After yesterday’s drain attack, the Osmosis team published an update thread on Twitter stating that all the losses will be compensated. The team took full responsibility for the attack and said that the new update would take at least two days to release due to detailed testing.
On June 8, four attackers took advantage of the recent Osmosis update’s bug and drained about $5 million from the liquidity pools. The Osmosis team identified the individuals a few hours after the attack.
Last situation update
While the team was working on restarting the system, it released an update thread on Twitter. As of the time of writing, this is the last update that came from the team.
The team mentioned the recovery of the stolen funds, the reason behind the bug in the system, and the timeline for the next update.
Stolen funds will be returned
While withholding the details on how the team said the project would cover the losses.
All losses will be covered.
This is happening through a combination of efforts to maximize recovery of exploited funds and a commitment to backstop any unrecovered funds from the developer treasury.
More information on specific recovery plan will be available in the future.
— Osmosis (@osmosiszone) June 8, 2022
A few hours before the latest update thread, the team said two of the four exploiters came forward and agreed to return the stolen funds. However, in the last update thread, the team is less reassuring about the attackers’ intents.
Instead of referring to the two attackers who claimed they would return the stolen funds, the team just said:
“A small number of wallets were responsible for the majority of exploited funds, and we are confident that we will have a high recovery rate from these wallets.”
The team takes full responsibility
The Osmosis team released an update to the network, Osmosis v9.0, on June 8, 2022. It took only a few hours for the attackers to recognize a bug in the new update and exploit it.
According to their Tweets, the Osmosis team took full responsibility for the attack because the exploited bug resulted from an obvious mistake.
They admitted that the bug was simple and should have been noticed and fixed during the testing. Mentioning:
“It was painfully overlooked in internal testing that was focused on more advanced functionality related to the upgrade.”
The future update
Osmosis learned from its mistakes and said it’ll be taking its time with the next update to ensure such an attack never happens again.
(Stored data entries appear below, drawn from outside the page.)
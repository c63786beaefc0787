//! Engine facade: top-level API for the mindmend dialogue core.
//!
//! The `Engine` owns the intent catalogue, the session store, and the
//! response cascade, and exposes the one-utterance-in, one-decision-out
//! entry point. Crisis detection runs first for every utterance,
//! unconditionally, and short-circuits everything else.

use std::path::Path;
use std::sync::{Mutex, PoisonError};

use rand::rngs::StdRng;
use rand::SeedableRng;
use serde::{Deserialize, Serialize};

use crate::crisis::{detect_crisis, CrisisReply};
use crate::enrich::{Enricher, Extraction, NullEnricher};
use crate::error::{EngineError, MendResult};
use crate::intent::{IntentCatalogue, IntentSet};
use crate::respond::{Responder, ResponseDirective, TurnContext};
use crate::sentiment::SentimentScore;
use crate::session::{Session, SessionStore};

/// Configuration for the mindmend engine.
#[derive(Debug, Clone, Serialize, Deserialize)]
#[serde(default)]
pub struct EngineConfig {
    /// Turn count at which emotional tiers stop withholding resources
    /// (default: 3). Product policy, not a law of the domain.
    pub turn_gate: u32,
    /// Per-session turn-history cap (default: 100). Turn counting is not
    /// affected by the cap.
    pub max_history: usize,
    /// Seed for reply-variant selection. `None` draws from entropy; set it
    /// to pin deterministic wording in tests.
    pub rng_seed: Option<u64>,
    /// Idle horizon for `evict_idle_sessions`, in seconds. `None` disables
    /// eviction (sessions then live until explicit reset).
    pub session_idle_expiry_secs: Option<u64>,
}

impl Default for EngineConfig {
    fn default() -> Self {
        Self {
            turn_gate: 3,
            max_history: 100,
            rng_seed: None,
            session_idle_expiry_secs: None,
        }
    }
}

impl EngineConfig {
    /// Load a config from a TOML file; missing fields take defaults.
    pub fn from_toml_file(path: &Path) -> MendResult<Self> {
        let text = std::fs::read_to_string(path).map_err(|e| EngineError::ConfigFile {
            path: path.display().to_string(),
            message: e.to_string(),
        })?;
        let config = toml::from_str(&text).map_err(|e| EngineError::ConfigFile {
            path: path.display().to_string(),
            message: e.to_string(),
        })?;
        Ok(config)
    }
}

/// A non-crisis reply: the directive plus enrichment decoration.
#[derive(Debug, Clone, Serialize)]
pub struct DialogueReply {
    /// The selected directive (text, optional resource trigger).
    pub directive: ResponseDirective,
    /// Intents detected for this utterance, for the caller's telemetry.
    pub intents: IntentSet,
    /// Entities and noun phrases from the enrichment collaborator; empty
    /// when the collaborator is unavailable.
    pub extraction: Extraction,
}

/// The engine's decision for one utterance.
#[derive(Debug, Clone, Serialize)]
#[serde(tag = "kind", rename_all = "snake_case")]
pub enum EngineReply {
    /// Crisis language detected: terminal escalation, nothing else ran.
    Crisis(CrisisReply),
    /// Normal dialogue flow.
    Dialogue(DialogueReply),
}

impl EngineReply {
    /// Whether this is the crisis escalation path.
    pub fn is_crisis(&self) -> bool {
        matches!(self, Self::Crisis(_))
    }

    /// The user-facing reply text.
    pub fn text(&self) -> &str {
        match self {
            Self::Crisis(reply) => &reply.message,
            Self::Dialogue(reply) => &reply.directive.text,
        }
    }
}

/// The mindmend dialogue decision engine.
///
/// One synchronous decision per utterance, no internal I/O. Sessions for
/// different users never contend; turns for the same user serialize on the
/// session lock so turn-gated decisions stay linearizable.
pub struct Engine {
    config: EngineConfig,
    intents: IntentCatalogue,
    responder: Responder,
    sessions: SessionStore,
    enricher: Box<dyn Enricher>,
    rng: Mutex<StdRng>,
}

impl Engine {
    /// Create a new engine with the given configuration.
    pub fn new(config: EngineConfig) -> MendResult<Self> {
        if config.turn_gate == 0 {
            return Err(EngineError::InvalidConfig {
                message: "turn_gate must be >= 1".into(),
            }
            .into());
        }
        if config.max_history == 0 {
            return Err(EngineError::InvalidConfig {
                message: "max_history must be >= 1".into(),
            }
            .into());
        }

        let intents = IntentCatalogue::new()?;
        let rng = match config.rng_seed {
            Some(seed) => StdRng::seed_from_u64(seed),
            None => StdRng::from_entropy(),
        };

        tracing::info!(
            turn_gate = config.turn_gate,
            max_history = config.max_history,
            seeded = config.rng_seed.is_some(),
            "initializing mindmend engine"
        );

        Ok(Self {
            sessions: SessionStore::new(config.max_history),
            config,
            intents,
            responder: Responder::new(),
            enricher: Box::new(NullEnricher),
            rng: Mutex::new(rng),
        })
    }

    /// Replace the enrichment collaborator.
    pub fn with_enricher(mut self, enricher: Box<dyn Enricher>) -> Self {
        self.enricher = enricher;
        self
    }

    /// Process one utterance for one user and decide the reply.
    ///
    /// The caller supplies the sentiment score (substituting
    /// `SentimentScore::neutral()` if its scorer failed) and must not send
    /// empty input; a whitespace-only utterance is the one input error
    /// this method reports.
    pub fn process(
        &self,
        user_id: &str,
        utterance: &str,
        sentiment: SentimentScore,
    ) -> MendResult<EngineReply> {
        let utterance = utterance.trim();
        if utterance.is_empty() {
            return Err(EngineError::EmptyUtterance {
                user_id: user_id.to_string(),
            }
            .into());
        }

        // Crisis scan runs for every utterance before anything else, and
        // never consults session state.
        if detect_crisis(utterance) {
            let reply = CrisisReply::standard();
            tracing::warn!(
                user_id,
                message = %truncate(utterance, 100),
                "crisis language detected, escalating"
            );
            log_turn(user_id, utterance, &sentiment, &reply.message, "crisis");
            return Ok(EngineReply::Crisis(reply));
        }

        let intents = self.intents.detect(utterance);
        let lower = utterance.to_lowercase();

        let handle = self.sessions.get_or_create(user_id);
        let selection = {
            let mut session = handle.lock().unwrap_or_else(PoisonError::into_inner);
            session.record_turn(utterance, sentiment);

            let ctx = TurnContext {
                intents: &intents,
                sentiment: &sentiment,
                turn_count: session.turn_count,
                turn_gate: self.config.turn_gate,
                utterance_lower: &lower,
            };
            let mut rng = self.rng.lock().unwrap_or_else(PoisonError::into_inner);
            let selection = self.responder.select(&ctx, &mut *rng);

            if let Some(emotion) = selection.set_emotion {
                session.emotion_detected = Some(emotion);
            }
            if let Some(problem) = selection.set_problem {
                session.problem_identified = Some(problem);
            }
            selection
        };

        // Enrichment decorates the reply; it never affects routing.
        let extraction = if self.enricher.available() {
            self.enricher.extract(utterance)
        } else {
            Extraction::empty()
        };

        log_turn(
            user_id,
            utterance,
            &sentiment,
            &selection.directive.text,
            selection.rule,
        );

        Ok(EngineReply::Dialogue(DialogueReply {
            directive: selection.directive,
            intents,
            extraction,
        }))
    }

    /// Remove a user's session entirely. Returns whether one existed.
    pub fn reset(&self, user_id: &str) -> bool {
        let removed = self.sessions.reset(user_id);
        if removed {
            tracing::info!(user_id, "session reset");
        }
        removed
    }

    /// Sweep sessions idle past the configured expiry. No-op when no
    /// expiry is configured. Returns how many sessions were removed.
    pub fn evict_idle_sessions(&self) -> usize {
        match self.config.session_idle_expiry_secs {
            Some(secs) => {
                let removed = self.sessions.evict_idle(secs.saturating_mul(1000));
                if removed > 0 {
                    tracing::info!(removed, "evicted idle sessions");
                }
                removed
            }
            None => 0,
        }
    }

    /// Number of live sessions.
    pub fn session_count(&self) -> usize {
        self.sessions.len()
    }

    /// Snapshot a user's session state, if one exists. Never creates a
    /// session, so it cannot race a concurrent reset into resurrecting an
    /// empty one.
    pub fn session_snapshot(&self, user_id: &str) -> Option<Session> {
        let handle = self.sessions.get(user_id)?;
        let session = handle.lock().unwrap_or_else(PoisonError::into_inner);
        Some(session.clone())
    }

    /// The active configuration.
    pub fn config(&self) -> &EngineConfig {
        &self.config
    }
}

/// Emit the per-turn log record. Logging cannot abort a turn.
fn log_turn(user_id: &str, message: &str, sentiment: &SentimentScore, reply: &str, rule: &str) {
    tracing::info!(
        user_id,
        message = %truncate(message, 100),
        sentiment = %sentiment.tone,
        reply = %truncate(reply, 200),
        rule,
        "turn"
    );
}

fn truncate(text: &str, max_chars: usize) -> String {
    text.chars().take(max_chars).collect()
}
The team said they identified the reason behind the bug and are working on it. However, they also said they’d focus on the security protocols overall rather than just fixing the bug for the next update.
“Before pushing any future update, we will be implementing multiple changes and upgrades to our security protocols to ensure the quality and safety of Osmosis. A comprehensive retrospective on secure development processes will be done by several core development entities.”
As the update’s scope is relatively large, the Osmosis team estimates that the next upgrade will take at least two days to release.